**PROBLEM REQUIREMENTS**
Type the entries again, word for word.

(Dataset entries)

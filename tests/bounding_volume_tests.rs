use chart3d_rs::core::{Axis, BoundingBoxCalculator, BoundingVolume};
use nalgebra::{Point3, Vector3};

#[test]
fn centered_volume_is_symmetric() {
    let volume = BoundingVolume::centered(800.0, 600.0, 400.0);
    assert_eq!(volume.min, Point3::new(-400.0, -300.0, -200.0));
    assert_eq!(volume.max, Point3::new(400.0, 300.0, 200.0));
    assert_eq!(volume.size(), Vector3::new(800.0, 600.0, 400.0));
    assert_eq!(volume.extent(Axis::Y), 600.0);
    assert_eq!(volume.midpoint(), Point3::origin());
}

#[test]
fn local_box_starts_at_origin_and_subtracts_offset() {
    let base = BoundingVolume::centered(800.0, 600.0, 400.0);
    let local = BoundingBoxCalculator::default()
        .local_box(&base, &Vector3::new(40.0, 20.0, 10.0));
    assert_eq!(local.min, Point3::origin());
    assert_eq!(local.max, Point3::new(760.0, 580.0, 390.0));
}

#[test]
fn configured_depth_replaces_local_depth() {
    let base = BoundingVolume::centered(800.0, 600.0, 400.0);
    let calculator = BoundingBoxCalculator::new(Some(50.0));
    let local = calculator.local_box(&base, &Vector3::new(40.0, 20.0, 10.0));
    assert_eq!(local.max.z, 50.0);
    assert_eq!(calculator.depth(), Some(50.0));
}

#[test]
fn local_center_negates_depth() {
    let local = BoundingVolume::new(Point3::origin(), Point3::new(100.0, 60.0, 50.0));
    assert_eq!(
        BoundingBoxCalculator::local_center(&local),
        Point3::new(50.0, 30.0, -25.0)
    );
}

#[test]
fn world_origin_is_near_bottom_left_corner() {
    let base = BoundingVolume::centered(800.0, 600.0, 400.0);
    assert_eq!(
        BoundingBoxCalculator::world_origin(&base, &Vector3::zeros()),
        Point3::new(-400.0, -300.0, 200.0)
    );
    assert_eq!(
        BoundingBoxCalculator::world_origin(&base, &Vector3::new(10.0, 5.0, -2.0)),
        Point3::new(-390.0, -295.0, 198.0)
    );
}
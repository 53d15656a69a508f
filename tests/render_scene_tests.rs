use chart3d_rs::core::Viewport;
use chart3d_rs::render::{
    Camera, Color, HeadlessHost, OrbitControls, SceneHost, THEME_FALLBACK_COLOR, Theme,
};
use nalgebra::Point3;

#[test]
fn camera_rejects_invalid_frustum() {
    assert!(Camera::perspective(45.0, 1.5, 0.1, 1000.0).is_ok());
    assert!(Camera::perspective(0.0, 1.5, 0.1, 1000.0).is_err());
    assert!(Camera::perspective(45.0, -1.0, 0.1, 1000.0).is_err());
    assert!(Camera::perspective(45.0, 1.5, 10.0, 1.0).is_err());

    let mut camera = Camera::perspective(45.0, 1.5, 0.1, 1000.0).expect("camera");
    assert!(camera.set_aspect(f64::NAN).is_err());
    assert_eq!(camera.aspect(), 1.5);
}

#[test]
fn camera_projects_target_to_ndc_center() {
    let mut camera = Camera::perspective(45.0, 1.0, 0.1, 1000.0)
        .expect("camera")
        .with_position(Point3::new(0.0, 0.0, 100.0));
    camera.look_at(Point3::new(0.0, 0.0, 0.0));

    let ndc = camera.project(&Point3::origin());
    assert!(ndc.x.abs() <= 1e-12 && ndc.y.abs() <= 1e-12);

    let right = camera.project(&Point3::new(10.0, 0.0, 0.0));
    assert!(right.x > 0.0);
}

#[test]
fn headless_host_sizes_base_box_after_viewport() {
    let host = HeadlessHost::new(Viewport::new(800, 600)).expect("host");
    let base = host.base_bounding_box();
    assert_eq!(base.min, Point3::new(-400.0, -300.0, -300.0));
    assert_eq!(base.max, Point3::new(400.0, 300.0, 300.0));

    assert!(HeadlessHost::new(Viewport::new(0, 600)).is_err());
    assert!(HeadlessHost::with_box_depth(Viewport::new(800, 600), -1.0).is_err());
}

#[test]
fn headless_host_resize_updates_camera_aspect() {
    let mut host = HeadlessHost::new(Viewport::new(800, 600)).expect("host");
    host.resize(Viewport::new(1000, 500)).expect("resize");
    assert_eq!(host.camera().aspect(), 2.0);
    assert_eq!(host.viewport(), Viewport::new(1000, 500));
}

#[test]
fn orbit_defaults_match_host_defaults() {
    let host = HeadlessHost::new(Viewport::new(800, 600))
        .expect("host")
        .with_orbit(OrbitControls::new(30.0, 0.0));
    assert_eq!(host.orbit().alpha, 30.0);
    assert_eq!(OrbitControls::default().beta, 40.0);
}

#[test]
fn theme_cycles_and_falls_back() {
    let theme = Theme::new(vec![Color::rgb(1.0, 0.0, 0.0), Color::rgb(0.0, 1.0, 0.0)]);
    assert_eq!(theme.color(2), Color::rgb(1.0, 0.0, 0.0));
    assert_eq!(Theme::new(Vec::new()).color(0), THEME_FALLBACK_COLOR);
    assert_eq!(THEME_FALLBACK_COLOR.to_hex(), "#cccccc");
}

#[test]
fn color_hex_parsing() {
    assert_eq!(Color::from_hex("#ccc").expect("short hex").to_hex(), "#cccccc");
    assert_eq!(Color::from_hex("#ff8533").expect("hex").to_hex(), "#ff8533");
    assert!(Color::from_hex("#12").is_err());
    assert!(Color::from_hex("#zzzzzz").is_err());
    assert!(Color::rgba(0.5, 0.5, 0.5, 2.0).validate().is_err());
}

**PROBLEM SOLUTION**
filename tests/bounding_volume_tests.rs
use chart3d_rs::core::{Axis, BoundingBoxCalculator, BoundingVolume};
use nalgebra::{Point3, Vector3};

#[test]
fn centered_volume_is_symmetric() {
    let volume = BoundingVolume::centered(800.0, 600.0, 400.0);
    assert_eq!(volume.min, Point3::new(-400.0, -300.0, -200.0));
    assert_eq!(volume.max, Point3::new(400.0, 300.0, 200.0));
    assert_eq!(volume.size(), Vector3::new(800.0, 600.0, 400.0));
    assert_eq!(volume.extent(Axis::Y), 600.0);
    assert_eq!(volume.midpoint(), Point3::origin());
}

#[test]
fn local_box_starts_at_origin_and_subtracts_offset() {
    let base = BoundingVolume::centered(800.0, 600.0, 400.0);
    let local = BoundingBoxCalculator::default()
        .local_box(&base, &Vector3::new(40.0, 20.0, 10.0));
    assert_eq!(local.min, Point3::origin());
    assert_eq!(local.max, Point3::new(760.0, 580.0, 390.0));
}

#[test]
fn configured_depth_replaces_local_depth() {
    let base = BoundingVolume::centered(800.0, 600.0, 400.0);
    let calculator = BoundingBoxCalculator::new(Some(50.0));
    let local = calculator.local_box(&base, &Vector3::new(40.0, 20.0, 10.0));
    assert_eq!(local.max.z, 50.0);
    assert_eq!(calculator.depth(), Some(50.0));
}

#[test]
fn local_center_negates_depth() {
    let local = BoundingVolume::new(Point3::origin(), Point3::new(100.0, 60.0, 50.0));
    assert_eq!(
        BoundingBoxCalculator::local_center(&local),
        Point3::new(50.0, 30.0, -25.0)
    );
}

#[test]
fn world_origin_is_near_bottom_left_corner() {
    let base = BoundingVolume::centered(800.0, 600.0, 400.0);
    assert_eq!(
        BoundingBoxCalculator::world_origin(&base, &Vector3::zeros()),
        Point3::new(-400.0, -300.0, 200.0)
    );
    assert_eq!(
        BoundingBoxCalculator::world_origin(&base, &Vector3::new(10.0, 5.0, -2.0)),
        Point3::new(-390.0, -295.0, 198.0)
    );
}
repository 53d15656a69a508f
filename tests/render_scene_tests.rs
use chart3d_rs::core::Viewport;
use chart3d_rs::render::{
    Camera, Color, HeadlessHost, OrbitControls, SceneHost, THEME_FALLBACK_COLOR, Theme,
};
use nalgebra::Point3;

#[test]
fn camera_rejects_invalid_frustum() {
    assert!(Camera::perspective(45.0, 1.5, 0.1, 1000.0).is_ok());
    assert!(Camera::perspective(0.0, 1.5, 0.1, 1000.0).is_err());
    assert!(Camera::perspective(45.0, -1.0, 0.1, 1000.0).is_err());
    assert!(Camera::perspective(45.0, 1.5, 10.0, 1.0).is_err());

    let mut camera = Camera::perspective(45.0, 1.5, 0.1, 1000.0).expect("camera");
    assert!(camera.set_aspect(f64::NAN).is_err());
    assert_eq!(camera.aspect(), 1.5);
}

#[test]
fn camera_projects_target_to_ndc_center() {
    let mut camera = Camera::perspective(45.0, 1.0, 0.1, 1000.0)
        .expect("camera")
        .with_position(Point3::new(0.0, 0.0, 100.0));
    camera.look_at(Point3::new(0.0, 0.0, 0.0));

    let ndc = camera.project(&Point3::origin());
    assert!(ndc.x.abs() <= 1e-12 && ndc.y.abs() <= 1e-12);

    let right = camera.project(&Point3::new(10.0, 0.0, 0.0));
    assert!(right.x > 0.0);
}

#[test]
fn headless_host_sizes_base_box_after_viewport() {
    let host = HeadlessHost::new(Viewport::new(800, 600)).expect("host");
    let base = host.base_bounding_box();
    assert_eq!(base.min, Point3::new(-400.0, -300.0, -300.0));
    assert_eq!(base.max, Point3::new(400.0, 300.0, 300.0));

    assert!(HeadlessHost::new(Viewport::new(0, 600)).is_err());
    assert!(HeadlessHost::with_box_depth(Viewport::new(800, 600), -1.0).is_err());
}

#[test]
fn headless_host_resize_updates_camera_aspect() {
    let mut host = HeadlessHost::new(Viewport::new(800, 600)).expect("host");
    host.resize(Viewport::new(1000, 500)).expect("resize");
    assert_eq!(host.camera().aspect(), 2.0);
    assert_eq!(host.viewport(), Viewport::new(1000, 500));
}

#[test]
fn orbit_defaults_match_host_defaults() {
    let host = HeadlessHost::new(Viewport::new(800, 600))
        .expect("host")
        .with_orbit(OrbitControls::new(30.0, 0.0));
    assert_eq!(host.orbit().alpha, 30.0);
    assert_eq!(OrbitControls::default().beta, 40.0);
}

#[test]
fn theme_cycles_and_falls_back() {
    let theme = Theme::new(vec![Color::rgb(1.0, 0.0, 0.0), Color::rgb(0.0, 1.0, 0.0)]);
    assert_eq!(theme.color(2), Color::rgb(1.0, 0.0, 0.0));
    assert_eq!(Theme::new(Vec::new()).color(0), THEME_FALLBACK_COLOR);
    assert_eq!(THEME_FALLBACK_COLOR.to_hex(), "#cccccc");
}

#[test]
fn color_hex_parsing() {
    assert_eq!(Color::from_hex("#ccc").expect("short hex").to_hex(), "#cccccc");
    assert_eq!(Color::from_hex("#ff8533").expect("hex").to_hex(), "#ff8533");
    assert!(Color::from_hex("#12").is_err());
    assert!(Color::from_hex("#zzzzzz").is_err());
    assert!(Color::rgba(0.5, 0.5, 0.5, 2.0).validate().is_err());
}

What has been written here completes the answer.